PHOENIX-7883 : More metrics for EC index consumer by palashc · Pull Request #2543 · apache/phoenix

palashc · 2026-06-23T21:40:39Z

What changes were proposed in this pull request?

Builds on PHOENIX-7884 (lag tracking refactor, #2506) with four new operational metrics for the eventually-consistent (EC) index IndexCDCConsumer, plus two correctness fixes in the lag watermark.

New metrics (all per-table + global, following the existing dual-emit pattern in MetricsIndexCDCConsumerSourceImpl):

Metric	Type	Purpose
`cdcEventSkippedCount`	Counter	Increments at the `processCDCBatchGenerated` give-up site when `maxDataVisibilityRetries` is exhausted and the consumer permanently advances past unprocessable CDC events. Surfaces silent data divergence between the data table and its EC indexes.
`cdcParentReplayActiveRegions`	Gauge	"How many regions on this RS are currently in post-split / post-merge parent-region replay for this table?" Lets operators distinguish the by-design lag-spike during catch-up from a broken consumer. Incremented in `run()` around the top-level `replayAndCompleteParentRegions` call (outside the recursive descent so ancestor recursion does not double-count).
`cdcParentReplayDuration`	Histogram (ms)	One sample per ancestor partition when `processPartitionToCompletion` reaches a terminal state (marked COMPLETE here, or observed COMPLETE-by-sibling). Stopped/interrupted exits emit nothing.
`cdcConsumerActiveRegions`	Gauge	"How many consumers are in steady-state poll loop for this table on this RS?" Incremented immediately before the main `while (!stopped)` loop in `run()` and decremented in a `finally`, so it strictly reflects steady-state processing and is semantically disjoint from `cdcParentReplayActiveRegions`. Sum of the two gauges = "consumer is doing useful work".

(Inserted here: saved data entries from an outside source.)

use anyhow::{Result, bail};
use axum::Json;
use axum::Router;
use axum::extract::State;
use axum::http::{StatusCode, header};
use axum::response::sse::{Event, KeepAlive, Sse};
use axum::response::{Html, IntoResponse, Response};
use axum::routing::{get, post};
use serde::Deserialize;
use serde_json::json;
use std::convert::Infallible;
use std::path::PathBuf;
use std::sync::Arc;
use tokio::sync::{broadcast, mpsc};
use tokio_stream::StreamExt;
use tokio_stream::wrappers::BroadcastStream;
use tracing::{debug, error, info};

/// What the chat page hears about over SSE.
#[derive(Clone, Debug)]
pub enum AgentEvent {
    User { text: String },
    Assistant { text: String },
    Thinking,
    /// A new screenshot is on disk; `page` is the snapshot it belongs to.
    Screenshot { page: u64 },
    TurnError { message: String },
    Ready,
    Closed,
}

impl AgentEvent {
    fn to_sse_event(&self) -> Event {
        let (name, data) = match self {
            AgentEvent::User { text } => ("user", json!({ "text": text })),
            AgentEvent::Assistant { text } => ("assistant", json!({ "text": text })),
            AgentEvent::Thinking => ("thinking", json!({})),
            AgentEvent::Screenshot { page } => ("screenshot", json!({ "page": page })),
            AgentEvent::TurnError { message } => ("turn_error", json!({ "message": message })),
            AgentEvent::Ready => ("ready", json!({})),
            AgentEvent::Closed => ("closed", json!({})),
        };
        Event::default().event(name).data(data.to_string())
    }
}

struct AppState {
    cmd_tx: mpsc::Sender<String>,
    event_tx: broadcast::Sender<AgentEvent>,
    screenshot: PathBuf,
}

#[derive(Deserialize)]
struct CommandPayload {
    command: String,
}

/// Binds the first free port in 3000..3010 and serves the chat page. Returns
/// the command receiver and the event sender the turn loop talks through.
pub async fn start_server(
    screenshot: PathBuf,
) -> Result<(mpsc::Receiver<String>, broadcast::Sender<AgentEvent>)> {
    let (cmd_tx, cmd_rx) = mpsc::channel::<String>(1);
    let (event_tx, _) = broadcast::channel::<AgentEvent>(64);

    let state = Arc::new(AppState {
        cmd_tx,
        event_tx: event_tx.clone(),
        screenshot,
    });

    let app = Router::new()
        .route("/", get(index_handler))
        .route("/command", post(command_handler))
        .route("/events", get(sse_handler))
        .route("/screenshot", get(screenshot_handler))
        .route("/favicon.ico", get(|| async { StatusCode::NO_CONTENT }))
        .with_state(state);

    let mut bound = None;
    for port in 3000..3010 {
        if let Ok(listener) = tokio::net::TcpListener::bind(("127.0.0.1", port)).await {
            bound = Some((listener, port));
            break;
        }
    }
    let Some((listener, port)) = bound else {
        bail!("no free port in 3000-3009; is another agent still running?");
    };

    info!("chat UI at http://localhost:{port}");

    tokio::spawn(async move {
        if let Err(e) = axum::serve(listener, app).await {
            error!(error = %e, "UI server stopped");
        }
    });

    Ok((cmd_rx, event_tx))
}

async fn index_handler() -> Html<&'static str> {
    Html(INDEX_HTML)
}

async fn command_handler(
    State(state): State<Arc<AppState>>,
    Json(payload): Json<CommandPayload>,
) -> StatusCode {
    debug!(command = %payload.command, "command received");
    match state.cmd_tx.send(payload.command).await {
        Ok(()) => StatusCode::ACCEPTED,
        Err(_) => StatusCode::GONE,
    }
}

async fn screenshot_handler(State(state): State<Arc<AppState>>) -> Response {
    match tokio::fs::read(&state.screenshot).await {
        Ok(png) => (
            [
                (header::CONTENT_TYPE, "image/png"),
                (header::CACHE_CONTROL, "no-store"),
            ],
            png,
        )
            .into_response(),
        Err(_) => StatusCode::NOT_FOUND.into_response(),
    }
}

async fn sse_handler(
    State(state): State<Arc<AppState>>,
) -> Sse<impl tokio_stream::Stream<Item = Result<Event, Infallible>>> {
    let rx = state.event_tx.subscribe();
    let stream = BroadcastStream::new(rx).filter_map(|result| match result {
        Ok(event) => Some(Ok::<_, Infallible>(event.to_sse_event())),
        Err(_) => None,
    });
    Sse::new(stream).keep_alive(KeepAlive::default())
}

const INDEX_HTML: &str = r##"<!DOCTYPE html>
<html lang="en">
<head>
<meta charset="UTF-8">
<meta name="viewport" content="width=device-width, initial-scale=1.0">
<title>Live Navigation</title>
<style>
  * { margin: 0; padding: 0; box-sizing: border-box; }
  body {
    background: #0a0a0f;
    color: #e0e0e0;
    font-family: 'Segoe UI', system-ui, -apple-system, sans-serif;
    height: 100vh;
    display: flex;
    flex-direction: column;
  }
  header {
    padding: 16px 24px;
    border-bottom: 1px solid #1a1a2e;
    display: flex;
    align-items: center;
    gap: 12px;
  }
  header h1 { font-size: 18px; font-weight: 600; color: #fff; }
  header .hint { font-size: 13px; color: #666; margin-left: auto; }
  .dot { width: 8px; height: 8px; border-radius: 50%; background: #22c55e; }
  .dot.busy { background: #f59e0b; }
  .dot.closed { background: #ef4444; }
  .main { flex: 1; display: flex; gap: 16px; padding: 16px 24px; overflow: hidden; }
  .chat { width: 420px; display: flex; flex-direction: column; gap: 12px; }
  #log { flex: 1; overflow-y: auto; display: flex; flex-direction: column; gap: 8px; }
  .msg { padding: 10px 14px; border-radius: 8px; font-size: 14px; line-height: 1.5; }
  .msg.user { background: #1a1a2e; border-left: 3px solid #6366f1; }
  .msg.assistant {
    background: #111118;
    border-left: 3px solid #3b82f6;
    font-family: 'Cascadia Code', 'Fira Code', monospace;
    font-size: 13px;
  }
  .msg.thinking { background: #111118; border-left: 3px solid #f59e0b; color: #fcd34d; }
  .msg.error { background: #1a0a0a; border-left: 3px solid #ef4444; color: #fca5a5; }
  .preview { flex: 1; background: #111118; border-radius: 8px; overflow: auto; }
  .preview img { width: 100%; display: block; }
  .input-area { display: flex; gap: 8px; }
  #cmd {
    flex: 1;
    background: #111118;
    border: 1px solid #222;
    border-radius: 8px;
    padding: 10px 14px;
    color: #fff;
    font-size: 15px;
    outline: none;
  }
  #cmd:focus { border-color: #6366f1; }
  #cmd:disabled { opacity: 0.5; }
  button {
    background: #6366f1;
    color: #fff;
    border: none;
    border-radius: 8px;
    padding: 10px 18px;
    font-weight: 600;
    cursor: pointer;
  }
  button:disabled { background: #333; cursor: not-allowed; }
</style>
</head>
<body>
  <header>
    <div class="dot" id="status-dot"></div>
    <h1>Live Navigation</h1>
    <span class="hint">"Continue" lets the model act again, "Quit" ends the session</span>
  </header>
  <div class="main">
    <div class="chat">
      <div id="log"></div>
      <div class="input-area">
        <input type="text" id="cmd" placeholder="Instruct the navigator..." autofocus />
        <button id="send" onclick="send()">Send</button>
      </div>
    </div>
    <div class="preview"><img id="shot" alt=""></div>
  </div>
<script>
  const log = document.getElementById('log');
  const cmd = document.getElementById('cmd');
  const sendBtn = document.getElementById('send');
  const dot = document.getElementById('status-dot');
  const shot = document.getElementById('shot');
  let busy = false;
  let thinking = null;

  function esc(s) { return s.replace(/&/g, '&amp;').replace(/</g, '&lt;'); }

  function add(cls, html) {
    const div = document.createElement('div');
    div.className = 'msg ' + cls;
    div.innerHTML = html;
    log.appendChild(div);
    log.scrollTop = log.scrollHeight;
    return div;
  }

  function clearThinking() {
    if (thinking) { thinking.remove(); thinking = null; }
  }

  function setBusy(b) {
    busy = b;
    cmd.disabled = b;
    sendBtn.disabled = b;
    dot.className = b ? 'dot busy' : 'dot';
    if (!b) cmd.focus();
  }

  async function send() {
    const text = cmd.value.trim();
    if (!text || busy) return;
    cmd.value = '';
    setBusy(true);
    await fetch('/command', {
      method: 'POST',
      headers: {'Content-Type': 'application/json'},
      body: JSON.stringify({command: text}),
    });
  }

  cmd.addEventListener('keydown', e => { if (e.key === 'Enter') send(); });

  const es = new EventSource('/events');
  es.addEventListener('user', e => add('user', esc(JSON.parse(e.data).text)));
  es.addEventListener('assistant', e => {
    clearThinking();
    add('assistant', esc(JSON.parse(e.data).text));
  });
  es.addEventListener('thinking', () => { thinking = add('thinking', 'Thinking...'); });
  es.addEventListener('screenshot', () => { shot.src = '/screenshot?t=' + Date.now(); });
  es.addEventListener('turn_error', e => {
    clearThinking();
    add('error', esc(JSON.parse(e.data).message));
  });
  es.addEventListener('ready', () => setBusy(false));
  es.addEventListener('closed', () => {
    clearThinking();
    add('thinking', 'Session closed.');
    setBusy(true);
    dot.className = 'dot closed';
  });
</script>
</body>
</html>
"##;
use thiserror::Error;

/// Everything that can end a turn early.
#[derive(Debug, Error)]
pub enum HarnessError {
    #[error("no action call found in model output: {0:?}")]
    UnparsableAction(String),

    #[error("unknown action intent '{0}'")]
    UnknownIntent(String),

    #[error("no element carries uid '{0}' on the current page")]
    ElementNotFound(String),

    #[error("retrieval service error: {0}")]
    RetrievalService(String),

    #[error("generation service error: {0}")]
    GenerationService(String),

    #[error("candidate group {group} mixes queries: {first:?} vs {other:?}")]
    InconsistentQuery {
        group: String,
        first: String,
        other: String,
    },

    #[error("session has been closed")]
    SessionClosed,

    #[error("browser error: {0:#}")]
    Browser(#[from] anyhow::Error),

    #[error("io error: {0}")]
    Io(#[from] std::io::Error),

    #[error("json error: {0}")]
    Json(#[from] serde_json::Error),
}

impl HarnessError {
    /// Fatal errors point at a bug in the harness itself and must stop the
    /// session. Everything else is reported and the session keeps going.
    pub fn is_fatal(&self) -> bool {
        matches!(self, HarnessError::InconsistentQuery { .. })
    }
}

pub type Result<T, E = HarnessError> = std::result::Result<T, E>;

Lag-tracking fixes (built on PHOENIX-7884 watermark plumbing):

processCDCBatchGenerated give-up path: pull progress.recordProcessed(newLastTimestamp) out of the !batchStates.isEmpty() gate into the existing newLastTimestamp > lastProcessedTimestamp gate so the in-memory watermark advances in lockstep with the durable tracker. Previously the watermark stayed stale until the next empty poll or successful batch, causing cdcIndexUpdateLag to over-report.
processCDCBatch inner loop: when the CDC scan returns rows that are all empty IndexMutations protos (no-op CDC entries), advance progress.recordProcessed(newLastTimestamp) — we have definitively scanned past those timestamps and the watermark would otherwise stay fixed for the burn-through.
Bump DEFAULT_LAG_SAMPLE_INTERVAL_MS from 1000 ms to 5000 ms to cut background histogram-update load on RegionServers hosting many EC-indexed regions. Tunable via phoenix.index.cdc.consumer.lag.sample.interval.ms.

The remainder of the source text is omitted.